Activity: Copy every line of the records below that holds the word "first".

──────── Records

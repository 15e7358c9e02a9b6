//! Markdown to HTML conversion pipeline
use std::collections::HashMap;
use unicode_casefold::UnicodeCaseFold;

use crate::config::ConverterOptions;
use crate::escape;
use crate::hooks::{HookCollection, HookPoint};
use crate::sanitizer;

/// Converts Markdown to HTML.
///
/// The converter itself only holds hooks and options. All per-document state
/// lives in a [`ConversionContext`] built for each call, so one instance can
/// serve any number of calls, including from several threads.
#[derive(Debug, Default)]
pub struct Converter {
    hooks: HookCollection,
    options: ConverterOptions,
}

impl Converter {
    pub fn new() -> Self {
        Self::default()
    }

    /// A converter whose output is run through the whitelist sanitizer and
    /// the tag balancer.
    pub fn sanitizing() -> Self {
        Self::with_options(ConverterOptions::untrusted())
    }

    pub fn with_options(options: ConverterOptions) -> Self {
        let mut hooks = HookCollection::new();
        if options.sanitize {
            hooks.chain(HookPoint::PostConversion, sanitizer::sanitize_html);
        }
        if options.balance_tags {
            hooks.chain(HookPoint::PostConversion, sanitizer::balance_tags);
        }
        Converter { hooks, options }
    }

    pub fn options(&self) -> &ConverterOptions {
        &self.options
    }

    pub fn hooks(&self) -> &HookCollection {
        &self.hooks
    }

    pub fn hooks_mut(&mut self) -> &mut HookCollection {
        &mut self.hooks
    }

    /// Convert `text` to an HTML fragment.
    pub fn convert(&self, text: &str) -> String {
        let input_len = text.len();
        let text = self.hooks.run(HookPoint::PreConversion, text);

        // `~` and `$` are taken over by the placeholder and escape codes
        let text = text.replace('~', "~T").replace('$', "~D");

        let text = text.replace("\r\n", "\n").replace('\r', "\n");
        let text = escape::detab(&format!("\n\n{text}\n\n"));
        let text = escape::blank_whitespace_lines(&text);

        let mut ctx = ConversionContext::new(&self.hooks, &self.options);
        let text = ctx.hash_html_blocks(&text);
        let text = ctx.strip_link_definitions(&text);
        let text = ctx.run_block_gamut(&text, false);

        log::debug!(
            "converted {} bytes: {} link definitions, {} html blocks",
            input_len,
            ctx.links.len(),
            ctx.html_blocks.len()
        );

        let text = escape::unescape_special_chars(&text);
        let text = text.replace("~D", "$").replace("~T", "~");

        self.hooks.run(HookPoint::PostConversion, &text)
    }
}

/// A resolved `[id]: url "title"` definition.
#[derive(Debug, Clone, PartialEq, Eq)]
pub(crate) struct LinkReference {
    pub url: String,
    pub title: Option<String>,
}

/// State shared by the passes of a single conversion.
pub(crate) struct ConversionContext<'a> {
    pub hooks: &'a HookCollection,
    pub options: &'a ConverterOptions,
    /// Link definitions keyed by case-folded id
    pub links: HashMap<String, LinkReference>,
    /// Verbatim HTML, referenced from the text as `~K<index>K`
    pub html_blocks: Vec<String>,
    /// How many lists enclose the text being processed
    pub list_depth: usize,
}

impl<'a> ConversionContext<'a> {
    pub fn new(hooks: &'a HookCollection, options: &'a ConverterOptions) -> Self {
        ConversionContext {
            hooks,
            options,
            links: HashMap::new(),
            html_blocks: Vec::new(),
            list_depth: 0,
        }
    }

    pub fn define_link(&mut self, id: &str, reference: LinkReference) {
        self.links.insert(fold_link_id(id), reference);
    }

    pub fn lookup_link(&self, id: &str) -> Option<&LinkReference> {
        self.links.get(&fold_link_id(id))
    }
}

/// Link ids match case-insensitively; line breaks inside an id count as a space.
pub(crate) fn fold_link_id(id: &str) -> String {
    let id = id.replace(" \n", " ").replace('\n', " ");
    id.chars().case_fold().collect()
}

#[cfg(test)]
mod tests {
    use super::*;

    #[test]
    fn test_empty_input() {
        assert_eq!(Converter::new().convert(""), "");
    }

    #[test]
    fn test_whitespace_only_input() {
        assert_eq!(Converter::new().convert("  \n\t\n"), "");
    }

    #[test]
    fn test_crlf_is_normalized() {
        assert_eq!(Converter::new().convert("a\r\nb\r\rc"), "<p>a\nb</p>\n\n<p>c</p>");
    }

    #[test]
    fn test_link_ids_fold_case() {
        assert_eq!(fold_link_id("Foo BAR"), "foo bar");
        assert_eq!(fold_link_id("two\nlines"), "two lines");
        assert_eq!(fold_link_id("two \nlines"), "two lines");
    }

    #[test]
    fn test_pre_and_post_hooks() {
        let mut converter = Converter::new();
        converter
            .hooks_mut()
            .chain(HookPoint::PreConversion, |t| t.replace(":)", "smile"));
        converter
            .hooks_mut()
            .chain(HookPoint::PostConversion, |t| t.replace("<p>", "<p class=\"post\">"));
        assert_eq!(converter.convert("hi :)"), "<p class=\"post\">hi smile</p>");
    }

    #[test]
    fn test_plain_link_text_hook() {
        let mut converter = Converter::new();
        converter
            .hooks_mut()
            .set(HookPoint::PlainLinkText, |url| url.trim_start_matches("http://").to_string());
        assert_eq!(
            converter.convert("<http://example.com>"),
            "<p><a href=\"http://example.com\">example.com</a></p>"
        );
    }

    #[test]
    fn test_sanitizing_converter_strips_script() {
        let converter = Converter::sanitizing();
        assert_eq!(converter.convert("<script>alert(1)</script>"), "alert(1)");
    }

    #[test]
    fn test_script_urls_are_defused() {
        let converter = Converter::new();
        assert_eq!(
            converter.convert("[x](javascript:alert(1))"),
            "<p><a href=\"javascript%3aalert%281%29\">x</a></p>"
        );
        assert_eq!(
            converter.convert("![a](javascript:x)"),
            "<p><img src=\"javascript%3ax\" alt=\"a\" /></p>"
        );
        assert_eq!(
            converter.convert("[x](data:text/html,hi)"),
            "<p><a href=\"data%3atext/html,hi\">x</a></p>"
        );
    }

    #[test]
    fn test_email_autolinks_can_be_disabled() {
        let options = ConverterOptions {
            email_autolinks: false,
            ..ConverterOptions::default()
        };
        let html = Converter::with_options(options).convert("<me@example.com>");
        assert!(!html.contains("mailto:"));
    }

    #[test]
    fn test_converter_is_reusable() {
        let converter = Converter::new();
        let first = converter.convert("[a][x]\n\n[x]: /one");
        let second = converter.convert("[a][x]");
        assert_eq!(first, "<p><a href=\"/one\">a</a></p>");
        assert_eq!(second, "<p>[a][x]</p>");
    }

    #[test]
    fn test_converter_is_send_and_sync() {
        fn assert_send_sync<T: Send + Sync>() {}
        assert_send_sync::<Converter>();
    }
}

────────────────
──────── Records

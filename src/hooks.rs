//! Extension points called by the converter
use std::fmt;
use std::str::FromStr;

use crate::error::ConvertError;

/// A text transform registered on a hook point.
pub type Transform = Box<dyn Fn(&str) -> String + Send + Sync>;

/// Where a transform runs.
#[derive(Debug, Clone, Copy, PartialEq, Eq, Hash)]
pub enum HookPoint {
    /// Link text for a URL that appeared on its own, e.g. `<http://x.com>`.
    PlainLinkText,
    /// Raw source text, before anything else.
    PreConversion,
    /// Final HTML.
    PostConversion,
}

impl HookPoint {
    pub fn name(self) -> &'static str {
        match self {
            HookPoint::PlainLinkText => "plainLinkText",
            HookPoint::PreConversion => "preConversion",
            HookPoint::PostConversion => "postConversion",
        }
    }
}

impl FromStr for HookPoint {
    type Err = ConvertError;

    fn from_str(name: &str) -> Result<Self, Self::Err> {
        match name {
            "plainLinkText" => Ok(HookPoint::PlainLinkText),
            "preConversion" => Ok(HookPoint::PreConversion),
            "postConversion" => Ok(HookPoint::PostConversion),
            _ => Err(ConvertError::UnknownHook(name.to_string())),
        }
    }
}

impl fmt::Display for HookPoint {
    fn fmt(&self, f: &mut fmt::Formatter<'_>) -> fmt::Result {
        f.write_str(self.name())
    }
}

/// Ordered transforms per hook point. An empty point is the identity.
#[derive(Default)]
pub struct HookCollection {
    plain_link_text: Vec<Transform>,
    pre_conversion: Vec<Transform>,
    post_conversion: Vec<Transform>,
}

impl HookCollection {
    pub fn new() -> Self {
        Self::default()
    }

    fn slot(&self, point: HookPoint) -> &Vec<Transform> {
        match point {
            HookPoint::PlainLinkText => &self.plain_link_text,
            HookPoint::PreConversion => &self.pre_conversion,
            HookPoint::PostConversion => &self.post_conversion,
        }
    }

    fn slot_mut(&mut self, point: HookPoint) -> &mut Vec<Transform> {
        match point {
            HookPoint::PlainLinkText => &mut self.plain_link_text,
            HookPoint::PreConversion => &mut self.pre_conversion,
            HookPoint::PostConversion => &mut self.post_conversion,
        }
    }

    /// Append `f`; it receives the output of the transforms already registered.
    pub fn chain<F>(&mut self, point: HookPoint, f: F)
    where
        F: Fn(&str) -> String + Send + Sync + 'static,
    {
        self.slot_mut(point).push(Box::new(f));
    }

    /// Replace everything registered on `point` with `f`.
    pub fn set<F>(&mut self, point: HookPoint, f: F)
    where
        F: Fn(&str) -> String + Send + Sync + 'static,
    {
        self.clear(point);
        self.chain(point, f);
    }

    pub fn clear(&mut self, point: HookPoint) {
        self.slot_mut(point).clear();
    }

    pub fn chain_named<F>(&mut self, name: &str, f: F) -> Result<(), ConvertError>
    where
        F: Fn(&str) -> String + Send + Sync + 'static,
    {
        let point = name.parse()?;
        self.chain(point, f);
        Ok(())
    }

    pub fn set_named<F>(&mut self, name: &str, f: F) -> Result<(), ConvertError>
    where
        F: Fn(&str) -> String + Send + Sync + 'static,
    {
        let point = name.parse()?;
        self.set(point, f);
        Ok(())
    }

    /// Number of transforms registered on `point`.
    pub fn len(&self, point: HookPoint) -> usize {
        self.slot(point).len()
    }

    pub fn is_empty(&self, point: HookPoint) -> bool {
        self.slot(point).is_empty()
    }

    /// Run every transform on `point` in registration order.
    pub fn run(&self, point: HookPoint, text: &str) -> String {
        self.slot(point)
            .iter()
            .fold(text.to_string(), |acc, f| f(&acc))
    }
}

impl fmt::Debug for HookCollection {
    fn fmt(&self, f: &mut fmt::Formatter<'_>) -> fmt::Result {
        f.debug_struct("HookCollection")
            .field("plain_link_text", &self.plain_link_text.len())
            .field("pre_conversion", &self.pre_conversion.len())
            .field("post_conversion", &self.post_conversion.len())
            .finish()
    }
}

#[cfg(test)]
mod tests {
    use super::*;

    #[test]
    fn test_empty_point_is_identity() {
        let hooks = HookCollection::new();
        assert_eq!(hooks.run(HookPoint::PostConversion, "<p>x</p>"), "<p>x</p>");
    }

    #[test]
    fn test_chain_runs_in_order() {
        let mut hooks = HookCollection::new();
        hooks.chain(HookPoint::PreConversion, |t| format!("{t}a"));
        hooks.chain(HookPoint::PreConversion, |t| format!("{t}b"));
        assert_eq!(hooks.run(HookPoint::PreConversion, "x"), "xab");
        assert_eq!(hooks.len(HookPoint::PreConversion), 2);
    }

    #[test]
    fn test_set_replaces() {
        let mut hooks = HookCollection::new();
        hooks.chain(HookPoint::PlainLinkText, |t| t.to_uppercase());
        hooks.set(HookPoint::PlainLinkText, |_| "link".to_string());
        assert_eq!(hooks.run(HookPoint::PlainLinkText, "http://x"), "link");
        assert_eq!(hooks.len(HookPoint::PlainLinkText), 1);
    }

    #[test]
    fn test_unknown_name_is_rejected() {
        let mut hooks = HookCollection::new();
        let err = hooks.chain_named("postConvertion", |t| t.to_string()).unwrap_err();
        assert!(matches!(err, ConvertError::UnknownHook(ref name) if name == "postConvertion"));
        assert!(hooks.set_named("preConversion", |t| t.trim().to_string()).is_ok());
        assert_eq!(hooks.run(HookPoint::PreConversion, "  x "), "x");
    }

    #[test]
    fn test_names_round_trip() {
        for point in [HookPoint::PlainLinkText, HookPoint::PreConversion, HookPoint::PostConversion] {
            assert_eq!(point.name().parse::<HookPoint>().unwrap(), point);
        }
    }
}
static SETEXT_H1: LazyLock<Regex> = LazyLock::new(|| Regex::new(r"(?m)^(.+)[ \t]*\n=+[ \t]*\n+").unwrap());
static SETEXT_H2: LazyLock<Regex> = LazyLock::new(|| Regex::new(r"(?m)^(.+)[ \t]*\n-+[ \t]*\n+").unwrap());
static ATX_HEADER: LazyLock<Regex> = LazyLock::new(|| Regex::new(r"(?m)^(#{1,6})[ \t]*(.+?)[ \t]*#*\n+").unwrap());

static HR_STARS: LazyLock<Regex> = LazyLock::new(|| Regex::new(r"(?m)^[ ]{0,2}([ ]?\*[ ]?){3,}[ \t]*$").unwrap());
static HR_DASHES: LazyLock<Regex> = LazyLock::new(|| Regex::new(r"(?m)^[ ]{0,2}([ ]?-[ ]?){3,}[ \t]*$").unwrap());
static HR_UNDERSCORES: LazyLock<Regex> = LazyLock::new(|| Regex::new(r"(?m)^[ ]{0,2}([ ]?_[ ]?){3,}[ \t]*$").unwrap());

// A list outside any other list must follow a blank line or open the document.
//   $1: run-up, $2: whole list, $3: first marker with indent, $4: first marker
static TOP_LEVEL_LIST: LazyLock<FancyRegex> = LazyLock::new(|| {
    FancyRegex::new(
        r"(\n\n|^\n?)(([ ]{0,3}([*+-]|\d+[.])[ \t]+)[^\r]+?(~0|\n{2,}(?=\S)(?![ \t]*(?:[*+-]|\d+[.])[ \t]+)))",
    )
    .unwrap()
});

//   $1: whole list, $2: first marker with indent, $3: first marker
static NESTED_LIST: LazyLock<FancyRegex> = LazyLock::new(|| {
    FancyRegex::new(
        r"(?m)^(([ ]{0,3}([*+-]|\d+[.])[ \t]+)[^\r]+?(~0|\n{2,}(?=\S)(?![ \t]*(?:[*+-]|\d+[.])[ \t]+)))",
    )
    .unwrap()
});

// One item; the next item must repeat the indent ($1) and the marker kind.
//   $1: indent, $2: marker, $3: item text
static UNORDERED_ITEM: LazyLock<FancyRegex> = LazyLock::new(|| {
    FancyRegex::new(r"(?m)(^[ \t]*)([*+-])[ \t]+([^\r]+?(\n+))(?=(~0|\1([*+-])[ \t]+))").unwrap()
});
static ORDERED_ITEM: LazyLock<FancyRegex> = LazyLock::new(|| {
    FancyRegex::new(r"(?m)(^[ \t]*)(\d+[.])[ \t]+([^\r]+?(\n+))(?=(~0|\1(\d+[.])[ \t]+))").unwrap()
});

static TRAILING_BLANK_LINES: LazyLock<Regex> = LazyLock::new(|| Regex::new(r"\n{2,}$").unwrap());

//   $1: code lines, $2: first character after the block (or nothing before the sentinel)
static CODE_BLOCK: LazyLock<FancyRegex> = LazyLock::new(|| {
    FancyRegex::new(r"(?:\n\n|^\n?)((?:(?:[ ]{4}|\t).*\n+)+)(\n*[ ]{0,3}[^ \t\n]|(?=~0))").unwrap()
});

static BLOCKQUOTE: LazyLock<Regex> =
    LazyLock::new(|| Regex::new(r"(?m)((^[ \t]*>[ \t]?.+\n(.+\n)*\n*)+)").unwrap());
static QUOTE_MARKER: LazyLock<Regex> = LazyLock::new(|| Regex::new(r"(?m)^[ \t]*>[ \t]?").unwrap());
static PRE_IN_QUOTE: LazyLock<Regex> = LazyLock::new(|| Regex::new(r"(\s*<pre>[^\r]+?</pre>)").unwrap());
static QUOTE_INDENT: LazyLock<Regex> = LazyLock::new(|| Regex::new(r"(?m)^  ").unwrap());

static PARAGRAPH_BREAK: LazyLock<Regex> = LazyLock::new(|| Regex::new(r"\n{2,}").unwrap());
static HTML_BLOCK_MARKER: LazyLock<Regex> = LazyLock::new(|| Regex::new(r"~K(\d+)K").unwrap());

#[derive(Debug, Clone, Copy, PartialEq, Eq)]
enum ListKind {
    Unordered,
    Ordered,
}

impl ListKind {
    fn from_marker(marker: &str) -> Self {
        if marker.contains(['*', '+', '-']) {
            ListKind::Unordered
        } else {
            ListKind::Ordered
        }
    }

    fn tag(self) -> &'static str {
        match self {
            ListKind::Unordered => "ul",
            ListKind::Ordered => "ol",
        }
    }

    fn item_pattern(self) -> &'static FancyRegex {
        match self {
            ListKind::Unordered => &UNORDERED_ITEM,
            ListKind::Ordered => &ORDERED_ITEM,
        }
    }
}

────────────────
──────── Records

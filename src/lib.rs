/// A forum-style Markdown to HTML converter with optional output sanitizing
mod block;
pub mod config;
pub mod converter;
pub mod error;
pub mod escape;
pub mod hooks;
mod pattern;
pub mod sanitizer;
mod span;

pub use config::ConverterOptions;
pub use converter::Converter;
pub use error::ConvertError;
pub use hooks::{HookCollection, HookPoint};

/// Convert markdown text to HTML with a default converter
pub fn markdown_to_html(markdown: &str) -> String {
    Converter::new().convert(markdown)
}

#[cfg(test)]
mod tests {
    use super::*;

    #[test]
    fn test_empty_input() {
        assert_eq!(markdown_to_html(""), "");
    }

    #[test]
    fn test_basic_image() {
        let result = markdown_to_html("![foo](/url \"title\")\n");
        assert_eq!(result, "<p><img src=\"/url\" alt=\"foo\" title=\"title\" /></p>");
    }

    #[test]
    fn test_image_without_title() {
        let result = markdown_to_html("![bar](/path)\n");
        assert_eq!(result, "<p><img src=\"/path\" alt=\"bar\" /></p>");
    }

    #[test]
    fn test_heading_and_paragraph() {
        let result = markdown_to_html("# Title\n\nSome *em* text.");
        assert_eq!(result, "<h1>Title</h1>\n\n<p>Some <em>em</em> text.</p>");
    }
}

────────────────

Answer section:
        let first = converter.convert("[a][x]\n\n[x]: /one");
        assert_eq!(first, "<p><a href=\"/one\">a</a></p>");
//   $1: run-up, $2: whole list, $3: first marker with indent, $4: first marker
//   $1: whole list, $2: first marker with indent, $3: first marker
//   $1: code lines, $2: first character after the block (or nothing before the sentinel)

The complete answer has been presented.